A tuner is a subsystem that receives radio frequency (RF) transmissions, such as FM broadcasting, and converts the selected carrier frequency and its associated bandwidth into a fixed frequency that is suitable for further processing, usually because a lower frequency is used on the output. Broadcast FM/AM transmissions usually feed this intermediate frequency (IF) directly into a demodulator that converts the radio signal into audio-frequency signals that can be fed into an amplifier to drive a loudspeaker.

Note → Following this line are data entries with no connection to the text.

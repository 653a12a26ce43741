use std::ffi::c_void;

use khronos_egl as egl;
use log::{debug, info, log_enabled, Level};

use crate::attributes::GlAttributes;
use crate::egl::dump::{dump_config, ConfigDump};
use crate::egl::info::{EglVersion, Extensions};
use crate::egl::loader::{Egl, Libraries};
use crate::egl::select::{self, ConfigSource, ConfigTarget, SelectionPolicy};
use crate::error::{Error, Result};
use crate::platform::PlatformProfile;

// EGL_EXT_platform_device
const PLATFORM_DEVICE_EXT: egl::Enum = 0x313F;
const MAX_DEVICES: usize = 16;

type QueryDevicesExt =
    unsafe extern "system" fn(egl::Int, *mut *mut c_void, *mut egl::Int) -> egl::Boolean;
type GetPlatformDisplayExt =
    unsafe extern "system" fn(egl::Enum, *mut c_void, *const egl::Int) -> *mut c_void;

/// `eglChooseConfig` and `eglGetConfigAttrib` on one display.
pub struct DisplayConfigs<'a> {
    egl: &'a Egl,
    display: egl::Display,
}

impl ConfigSource for DisplayConfigs<'_> {
    type Config = egl::Config;

    fn choose(
        &self,
        attribs: &[egl::Int],
        max: usize,
    ) -> std::result::Result<Vec<egl::Config>, egl::Error> {
        let mut configs = Vec::with_capacity(max);
        self.egl.choose_config(self.display, attribs, &mut configs)?;
        Ok(configs)
    }

    fn attrib(
        &self,
        config: egl::Config,
        attribute: egl::Int,
    ) -> std::result::Result<egl::Int, egl::Error> {
        self.egl.get_config_attrib(self.display, config, attribute)
    }
}

/// Loaded libraries plus one initialized display, and the state that
/// contexts and surfaces created on it share.
pub struct Session {
    libs: Libraries,
    pub(super) display: egl::Display,
    version: EglVersion,
    client_extensions: Extensions,
    pub(super) extensions: Extensions,
    /// Client API bound before every make-current.
    pub(super) api: egl::Enum,
    offscreen: bool,
    surface_type: egl::Int,
    required_visual_id: Option<egl::Int>,
    config: Option<egl::Config>,
    pub(super) swap_interval: egl::Int,
    pub(super) allow_no_surface: bool,
    pub(super) allow_transparency: bool,
    policy: SelectionPolicy,
}

fn query_extensions(egl: &Egl, display: Option<egl::Display>) -> Extensions {
    egl.query_string(display, egl::EXTENSIONS)
        .map(|list| Extensions::parse(&list.to_string_lossy()))
        .unwrap_or_default()
}

/// Resolves an extension entry point into the function type `F`.
fn extension_fn<F: Copy>(
    egl: &Egl,
    function: &'static str,
    extension: &'static str,
) -> Result<F> {
    let addr = egl
        .get_proc_address(function)
        .ok_or(Error::MissingExtension {
            function,
            extension,
        })?;
    Ok(unsafe { std::mem::transmute_copy::<extern "system" fn(), F>(&addr) })
}

/// Asks each way of getting a display in turn. A step that is missing or
/// comes back empty hands over to the next one.
fn first_display<D>(
    core: Option<impl FnOnce() -> Option<D>>,
    extension: Option<impl FnOnce() -> Option<D>>,
    legacy: impl FnOnce() -> Option<D>,
) -> Option<D> {
    core.and_then(|step| step())
        .or_else(|| extension.and_then(|step| step()))
        .or_else(legacy)
}

fn platform_display(
    egl: &Egl,
    client_extensions: &Extensions,
    platform: egl::Enum,
    native_display: egl::NativeDisplayType,
) -> Option<egl::Display> {
    let core = egl.upcast::<egl::EGL1_5>().map(|egl1_5| {
        move || {
            let attribs = [egl::ATTRIB_NONE];
            match unsafe { egl1_5.get_platform_display(platform, native_display, &attribs) } {
                Ok(display) => Some(display),
                Err(err) => {
                    debug!("eglGetPlatformDisplay({platform:#x}) failed: {err}");
                    None
                }
            }
        }
    });

    let extension = client_extensions
        .has("EGL_EXT_platform_base")
        .then(|| {
            extension_fn::<GetPlatformDisplayExt>(
                egl,
                "eglGetPlatformDisplayEXT",
                "EGL_EXT_platform_base",
            )
        })
        .and_then(|resolved| match resolved {
            Ok(get_platform_display) => Some(get_platform_display),
            Err(err) => {
                debug!("{err}");
                None
            }
        })
        .map(|get_platform_display| {
            move || {
                let attribs = [egl::NONE];
                let ptr =
                    unsafe { get_platform_display(platform, native_display, attribs.as_ptr()) };
                (!ptr.is_null()).then(|| unsafe { egl::Display::from_ptr(ptr) })
            }
        });

    first_display(core, extension, || unsafe { egl.get_display(native_display) })
}

impl Session {
    /// Loads the libraries and opens a display on a native display
    /// connection. With `platform`, the display is requested through
    /// `eglGetPlatformDisplay` when the driver offers it.
    pub fn load(
        profile: &PlatformProfile,
        attrs: &GlAttributes,
        egl_path: Option<&str>,
        native_display: egl::NativeDisplayType,
        platform: Option<egl::Enum>,
    ) -> Result<Self> {
        let libs = Libraries::load(profile, attrs, egl_path)?;
        let client_extensions = query_extensions(&libs.egl, None);

        let display = match platform {
            Some(platform) => {
                platform_display(&libs.egl, &client_extensions, platform, native_display)
            }
            None => unsafe { libs.egl.get_display(native_display) },
        }
        .ok_or(Error::NoDisplay)?;

        let initialized = libs.egl.initialize(display).map_err(Error::Initialize)?;

        Ok(Self::from_display(
            libs,
            display,
            initialized,
            client_extensions,
            attrs,
            profile,
            false,
        ))
    }

    /// Loads the libraries and opens a display on an EGL device, without
    /// any window system.
    ///
    /// Some listed devices may not be usable (restricted GPUs in containers,
    /// for instance); without an explicit index the first device that
    /// initializes is taken.
    pub fn load_offscreen(
        profile: &PlatformProfile,
        attrs: &GlAttributes,
        device: Option<usize>,
    ) -> Result<Self> {
        let libs = Libraries::load(profile, attrs, None)?;
        let client_extensions = query_extensions(&libs.egl, None);

        let query_devices: QueryDevicesExt =
            extension_fn(&libs.egl, "eglQueryDevicesEXT", "EXT_device_enumeration")?;
        let get_platform_display: GetPlatformDisplayExt =
            extension_fn(&libs.egl, "eglGetPlatformDisplayEXT", "EXT_platform_base")?;

        let mut devices = [std::ptr::null_mut(); MAX_DEVICES];
        let mut count: egl::Int = 0;
        if unsafe { query_devices(MAX_DEVICES as egl::Int, devices.as_mut_ptr(), &mut count) }
            != egl::TRUE
        {
            return Err(Error::egl_raw(
                "Could not enumerate EGL devices",
                "eglQueryDevicesEXT",
                libs.egl.get_error().map_or(egl::SUCCESS, |err| err.native()),
            ));
        }
        let devices = &devices[..(count.max(0) as usize).min(MAX_DEVICES)];
        debug!("{} EGL device(s) found", devices.len());

        let device_display = |device: *mut c_void| {
            let ptr =
                unsafe { get_platform_display(PLATFORM_DEVICE_EXT, device, std::ptr::null()) };
            (!ptr.is_null()).then(|| unsafe { egl::Display::from_ptr(ptr) })
        };

        let (display, initialized) = match device.or(profile.device) {
            Some(index) => {
                let device = *devices.get(index).ok_or(Error::InvalidDevice {
                    index,
                    available: devices.len(),
                })?;
                let display = device_display(device).ok_or(Error::NoDisplay)?;
                let initialized = libs.egl.initialize(display).map_err(Error::Initialize)?;
                (display, initialized)
            }
            None => devices
                .iter()
                .enumerate()
                .find_map(|(index, &device)| {
                    let display = device_display(device)?;
                    match libs.egl.initialize(display) {
                        Ok(initialized) => {
                            info!("Using EGL device {index}");
                            Some((display, initialized))
                        }
                        Err(err) => {
                            debug!("EGL device {index} did not initialize: {err}");
                            let _ = libs.egl.terminate(display);
                            None
                        }
                    }
                })
                .ok_or(Error::NoDevice)?,
        };

        Ok(Self::from_display(
            libs,
            display,
            initialized,
            client_extensions,
            attrs,
            profile,
            true,
        ))
    }

    fn from_display(
        libs: Libraries,
        display: egl::Display,
        (major, minor): (egl::Int, egl::Int),
        client_extensions: Extensions,
        attrs: &GlAttributes,
        profile: &PlatformProfile,
        offscreen: bool,
    ) -> Self {
        // The version string is authoritative; some 1.4 drivers report odd
        // numbers through eglInitialize.
        let version = libs
            .egl
            .query_string(Some(display), egl::VERSION)
            .ok()
            .and_then(|version| EglVersion::parse(&version.to_string_lossy()))
            .unwrap_or(EglVersion::new(major, minor));
        let extensions = query_extensions(&libs.egl, Some(display));

        info!(
            "EGL {version} initialized{}",
            if offscreen { " (offscreen)" } else { "" }
        );
        debug!("EGL display extensions: {:?}", extensions.iter().collect::<Vec<_>>());

        Self {
            libs,
            display,
            version,
            client_extensions,
            extensions,
            api: attrs.profile.api(),
            offscreen,
            surface_type: 0,
            required_visual_id: None,
            config: None,
            swap_interval: 0,
            allow_no_surface: false,
            allow_transparency: profile.allow_transparency,
            policy: SelectionPolicy::default(),
        }
    }

    pub fn egl(&self) -> &Egl {
        &self.libs.egl
    }

    pub fn display(&self) -> egl::Display {
        self.display
    }

    pub fn version(&self) -> EglVersion {
        self.version
    }

    pub fn extensions(&self) -> &Extensions {
        &self.extensions
    }

    pub fn client_extensions(&self) -> &Extensions {
        &self.client_extensions
    }

    /// Path of the EGL library that was loaded.
    pub fn driver_path(&self) -> &str {
        &self.libs.egl_path
    }

    pub fn gl_library_path(&self) -> &str {
        &self.libs.gl_path
    }

    pub fn is_offscreen(&self) -> bool {
        self.offscreen
    }

    /// The configuration picked by the last successful selection.
    pub fn config(&self) -> Option<egl::Config> {
        self.config
    }

    /// Native visual the window system wants; `None` or 0 clears it.
    pub fn set_required_visual_id(&mut self, visual_id: Option<egl::Int>) {
        self.required_visual_id = visual_id.filter(|&id| id != 0);
    }

    /// Extra `EGL_SURFACE_TYPE` bits every configuration must support.
    pub fn set_surface_type(&mut self, surface_type: egl::Int) {
        self.surface_type = surface_type;
    }

    pub fn set_selection_policy(&mut self, policy: SelectionPolicy) {
        self.policy = policy;
    }

    /// Whether the driver takes `EGL_KHR_create_context` attributes.
    pub fn has_create_context(&self) -> bool {
        self.version.at_least(EglVersion::V1_5) || self.extensions.has("EGL_KHR_create_context")
    }

    pub fn get_proc_address(&self, name: &str) -> Option<*const c_void> {
        self.libs.get_proc_address(name, self.version)
    }

    pub(super) fn configs(&self) -> DisplayConfigs<'_> {
        DisplayConfigs {
            egl: &self.libs.egl,
            display: self.display,
        }
    }

    /// Selects the closest configuration for `attrs` and records it.
    pub fn choose_config(&mut self, attrs: &GlAttributes) -> Result<egl::Config> {
        self.api = attrs.profile.api();
        self.egl()
            .bind_api(self.api)
            .map_err(|err| Error::egl("Could not bind the client API", "eglBindAPI", err))?;

        let target = ConfigTarget {
            offscreen: self.offscreen,
            surface_type: self.surface_type,
            es3_renderable: self.has_create_context(),
        };

        let config = select::choose_config(
            &self.configs(),
            attrs,
            &target,
            self.required_visual_id,
            self.policy,
        )?;

        if log_enabled!(Level::Debug) {
            debug!("Selected EGL config: {}", self.dump_config(config));
        }

        self.config = Some(config);
        Ok(config)
    }

    /// Every configuration the display offers.
    pub fn all_configs(&self) -> Result<Vec<egl::Config>> {
        let count = self
            .egl()
            .get_config_count(self.display)
            .map_err(|err| Error::egl("Could not count EGL configs", "eglGetConfigs", err))?;
        let mut configs = Vec::with_capacity(count);
        self.egl()
            .get_configs(self.display, &mut configs)
            .map_err(|err| Error::egl("Could not list EGL configs", "eglGetConfigs", err))?;
        Ok(configs)
    }

    pub fn dump_config(&self, config: egl::Config) -> ConfigDump {
        dump_config(&self.configs(), config)
    }
}

impl Drop for Session {
    fn drop(&mut self) {
        let _ = self.libs.egl.make_current(self.display, None, None, None);
        let _ = self.libs.egl.terminate(self.display);
    }
}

More complex transmissions like PAL/NTSC (TV), DAB (digital radio), DVB-T/DVB-S/DVB-C (digital TV) etc. use a wider frequency bandwidth, often with several subcarriers. These are transmitted inside the receiver as an intermediate frequency (IF). Subcarriers are then processed like real radio transmissions, but the whole bandwidth is sampled with an analog-to-digital converter (A/D) at a rate faster than the Nyquist rate (that is, at least twice the IF frequency).
A tuner can also refer to a radio receiver or standalone audio component that is part of an audio system such as a hi-fi or stereo, to be connected to a separate amplifier. The verb tuning in radio contexts means adjusting the receiver to detect the desired radio signal carrier frequency that a particular radio station uses.